Scientific classification
- Kingdom: Animalia
- Phylum: Mollusca
- Class: Gastropoda
- Subclass: Caenogastropoda
- Order: Neogastropoda
- Superfamily: Conoidea
- Family: Conidae
- Genus: Conus
- Species: C. variegatus
- Binomial name: Conus variegatus Kiener, 1848
- Synonyms: Conus (Lautoconus) variegatus Kiener, 1848 · accepted, alternate representation; Conus obtusus Kiener, 1845 (invalid: junior homonym of Conus mediterraneus var. obtusa Requien, 1848); Varioconus variegatus (Kiener, 1848);

= Conus variegatus =

- Authority: Kiener, 1848
- Conservation status: LC
- Synonyms: Conus (Lautoconus) variegatus Kiener, 1848 · accepted, alternate representation, Conus obtusus Kiener, 1845 (invalid: junior homonym of Conus mediterraneus var. obtusa Requien, 1848), Varioconus variegatus (Kiener, 1848)

Species of sea snail

Conus variegatus, common name the variable cone, is a species of sea snail, a marine gastropod mollusk in the family Conidae, the cone snails and their allies.
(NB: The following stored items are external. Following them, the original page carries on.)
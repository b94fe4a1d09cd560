//! Messages sent through the public contact form.

use serde::{Deserialize, Serialize};
use studio_core::validation::{not_blank, trimmed};
use validator::Validate;

use super::Resource;

pub struct ContactMessage;

impl Resource for ContactMessage {
    const COLLECTION: &'static str = "contact";
    const ENTITY: &'static str = "ContactMessage";
    type Create = CreateContactMessage;
}

#[derive(Debug, Clone, Deserialize, Serialize, Validate)]
#[serde(rename_all = "camelCase")]
pub struct CreateContactMessage {
    #[serde(deserialize_with = "trimmed")]
    #[validate(custom(function = "not_blank"))]
    pub name: String,
    #[serde(deserialize_with = "trimmed")]
    #[validate(email(message = "must be a valid email address"))]
    pub email: String,
    #[serde(deserialize_with = "trimmed")]
    #[validate(custom(function = "not_blank"))]
    pub subject: String,
    #[validate(custom(function = "not_blank"))]
    pub message: String,
}
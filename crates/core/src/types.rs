/// Store-assigned document identifiers are opaque strings.
pub type RecordId = String;

/// All timestamps are UTC.
pub type Timestamp = chrono::DateTime<chrono::Utc>;
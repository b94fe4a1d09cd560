//! Admin user accounts.
//!
//! Users live in the `users` collection but have no generic CRUD routes; the
//! auth handlers go through [`UserRepo`](crate::repositories::UserRepo).

use serde::{Deserialize, Serialize};
use studio_core::types::{RecordId, Timestamp};

/// Collection holding user documents.
pub const USERS: &str = "users";

/// Full user document.
///
/// Contains the password hash -- NEVER serialize this to API responses directly.
/// Use [`UserProfile`] for external-facing output.
#[derive(Debug, Clone, Deserialize)]
#[serde(rename_all = "camelCase")]
pub struct User {
    #[serde(rename = "_id")]
    pub id: RecordId,
    pub email: String,
    pub password_hash: String,
    #[serde(default)]
    pub profile_photo: Option<String>,
    pub created_at: Timestamp,
    pub updated_at: Timestamp,
}

/// Safe user representation for API responses (no password hash).
#[derive(Debug, Clone, Serialize)]
#[serde(rename_all = "camelCase")]
pub struct UserProfile {
    #[serde(rename = "_id")]
    pub id: RecordId,
    pub email: String,
    pub profile_photo: Option<String>,
    pub created_at: Timestamp,
    pub updated_at: Timestamp,
}

impl From<User> for UserProfile {
    fn from(user: User) -> Self {
        Self {
            id: user.id,
            email: user.email,
            profile_photo: user.profile_photo,
            created_at: user.created_at,
            updated_at: user.updated_at,
        }
    }
}

/// Fields stored for a newly registered user.
#[derive(Debug, Serialize)]
#[serde(rename_all = "camelCase")]
pub struct NewUser {
    pub email: String,
    pub password_hash: String,
}

/// Partial update of a user document. All fields are optional.
#[derive(Debug, Default, Serialize)]
#[serde(rename_all = "camelCase")]
pub struct UserPatch {
    #[serde(skip_serializing_if = "Option::is_none")]
    pub email: Option<String>,
    #[serde(skip_serializing_if = "Option::is_none")]
    pub password_hash: Option<String>,
    #[serde(skip_serializing_if = "Option::is_none")]
    pub profile_photo: Option<String>,
}

impl UserPatch {
    pub fn is_empty(&self) -> bool {
        self.email.is_none() && self.password_hash.is_none() && self.profile_photo.is_none()
    }
}
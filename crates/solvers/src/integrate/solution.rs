use stepwise_core::State;

use super::Record;

/// The result of a checked fixed-step integration.
#[derive(Debug, Clone, PartialEq)]
pub struct Solution<S> {
    /// Every record from the run, including the initial state.
    pub history: Vec<Record<S>>,

    /// Number of integration steps completed.
    pub steps: usize,
}

impl<S> Solution<S> {
    /// Returns the state after the last step.
    #[must_use]
    pub fn final_state(&self) -> State {
        // History always holds the initial record plus one per step.
        self.history[self.steps].state
    }
}
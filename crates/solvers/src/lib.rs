//! Fixed-step explicit solvers for scalar ODEs.
//!
//! - [`explicit`] — single-step methods ([`explicit::Euler`], [`explicit::Rk4`])
//!   behind the [`explicit::Stepper`] trait
//! - [`integrate`] — drives a stepper for a fixed number of steps, either
//!   lazily through [`integrate::Trajectory`] or eagerly with
//!   [`integrate::solve`]

pub mod explicit;
pub mod integrate;
use stepwise_core::{ExactSolution, Problem, ScalarField, SlopeSet, State};
use stepwise_solvers::{
    explicit::Rk4,
    integrate::{self, Record},
};

use crate::{Config, Error, Method};

/// One line of the detailed Runge–Kutta table.
#[derive(Debug, Clone, Copy, PartialEq)]
pub struct Row {
    /// The step index, starting at 0 for the initial state.
    pub index: usize,

    /// The approximate state after `index` steps.
    pub state: State,

    /// Slopes used to reach this state, absent for the initial row.
    pub slopes: Option<SlopeSet>,

    /// The exact solution at `state.x`.
    pub exact: f64,
}

/// Integrates `problem` with RK4 and returns one row per state.
///
/// Produces `config.steps() + 1` rows. Row 0 is the initial state.
///
/// # Errors
///
/// Returns [`Error::Integrate`] if a state becomes non-finite or the rows
/// cannot be stored, and
/// [`Error::Exact`] if the exact solution is not finite at some row.
pub fn tabulate<F, S>(problem: &Problem<F, S>, config: &Config) -> Result<Vec<Row>, Error>
where
    F: ScalarField,
    S: ExactSolution,
{
    tracing::debug!(
        h = config.step_size(),
        steps = config.steps(),
        "tabulating RK4 run"
    );

    let solution = integrate::solve(
        &Rk4,
        &problem.field,
        config.initial(),
        config.step_size(),
        config.steps(),
        |record: &Record<SlopeSet>| {
            tracing::trace!(step = record.step, x = record.state.x, y = record.state.y);
        },
    )
    .map_err(Error::integrate(Method::Rk4))?;

    solution
        .history
        .into_iter()
        .map(|record| {
            let exact = problem.exact.evaluate(record.state.x);
            if !exact.is_finite() {
                return Err(Error::Exact { x: record.state.x });
            }

            Ok(Row {
                index: record.step,
                state: record.state,
                slopes: record.slopes,
                exact,
            })
        })
        .collect()
}

#[cfg(test)]
mod tests {
    use super::*;

    use approx::assert_abs_diff_eq;
    use stepwise_core::ExpRatioProblem;

    #[test]
    fn reference_table() {
        let rows =
            tabulate(&ExpRatioProblem::default(), &Config::short()).expect("should tabulate");

        assert_eq!(rows.len(), 6);
        assert_eq!(rows[0].slopes, None);
        assert_eq!(rows[0].state, State::new(1.0, 5.0));
        assert_eq!(rows[0].exact, 5.0);

        let expected = [
            (1.02, 5.057_619_6, [2.909_883_5, 2.881_012_8, 2.880_847_4, 2.852_262_5], 5.057_619_6),
            (1.04, 5.114_098_2, [2.852_264_0, 2.823_962_4, 2.823_805_3, 2.795_784_0], 5.114_098_2),
            (1.06, 5.169_458_4, [2.795_785_4, 2.768_041_8, 2.767_892_5, 2.740_423_8], 5.169_458_4),
            (1.08, 5.223_722_5, [2.740_425_1, 2.713_228_7, 2.713_086_7, 2.686_159_9], 5.223_722_5),
            (1.10, 5.276_912_0, [2.686_161_1, 2.659_501_1, 2.659_366_1, 2.632_970_4], 5.276_912_0),
        ];

        for (row, (x, y, k, exact)) in rows[1..].iter().zip(expected) {
            let slopes = row.slopes.expect("stepped rows carry slopes");
            assert_abs_diff_eq!(row.state.x, x, epsilon = 1e-12);
            assert_abs_diff_eq!(row.state.y, y, epsilon = 1e-6);
            assert_abs_diff_eq!(slopes.k1, k[0], epsilon = 1e-6);
            assert_abs_diff_eq!(slopes.k2, k[1], epsilon = 1e-6);
            assert_abs_diff_eq!(slopes.k3, k[2], epsilon = 1e-6);
            assert_abs_diff_eq!(slopes.k4, k[3], epsilon = 1e-6);
            assert_abs_diff_eq!(row.exact, exact, epsilon = 1e-6);
        }
    }

    #[test]
    fn indices_are_sequential() {
        let config = Config::short().with_steps(12);

        let rows = tabulate(&ExpRatioProblem::default(), &config).expect("should tabulate");

        let indices: Vec<_> = rows.iter().map(|row| row.index).collect();
        assert_eq!(indices, (0..=12).collect::<Vec<_>>());
    }

    #[test]
    fn deterministic() {
        let problem = ExpRatioProblem::default();

        let first = tabulate(&problem, &Config::short()).expect("should tabulate");
        let second = tabulate(&problem, &Config::short()).expect("should tabulate");

        assert_eq!(first, second);
    }

    #[test]
    fn singular_field_is_reported() {
        let problem = ExpRatioProblem::exp_ratio(State::new(0.5, 1.0));
        let config = Config::new(State::new(-0.04, 1.0), 0.02, 5).expect("valid config");

        let error = tabulate(&problem, &config).expect_err("passes through x = 0");

        assert!(matches!(
            error,
            Error::Integrate {
                method: Method::Rk4,
                ..
            }
        ));
    }

    #[test]
    fn unstorable_table_is_an_error() {
        let config = Config::short().with_steps(usize::MAX);

        let error = tabulate(&ExpRatioProblem::default(), &config)
            .expect_err("usize::MAX + 1 rows cannot be stored");

        assert!(matches!(
            error,
            Error::Integrate {
                method: Method::Rk4,
                source: integrate::Error::Capacity { steps: usize::MAX },
            }
        ));
    }
}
Like all species within the genus Conus, these snails are predatory and venomous. They are capable of stinging humans, therefore live ones should be handled carefully or not at all.

==Description==
The size of the shell varies between 12 mm and 43 mm. The color of the shell is yellowish brown or chestnut-color, maculated with brown on the shoulder, The shell shows numerous fine chocolate revolving lines often broken up into spots.

==Distribution==
This species occurs in the Atlantic Ocean off Angola.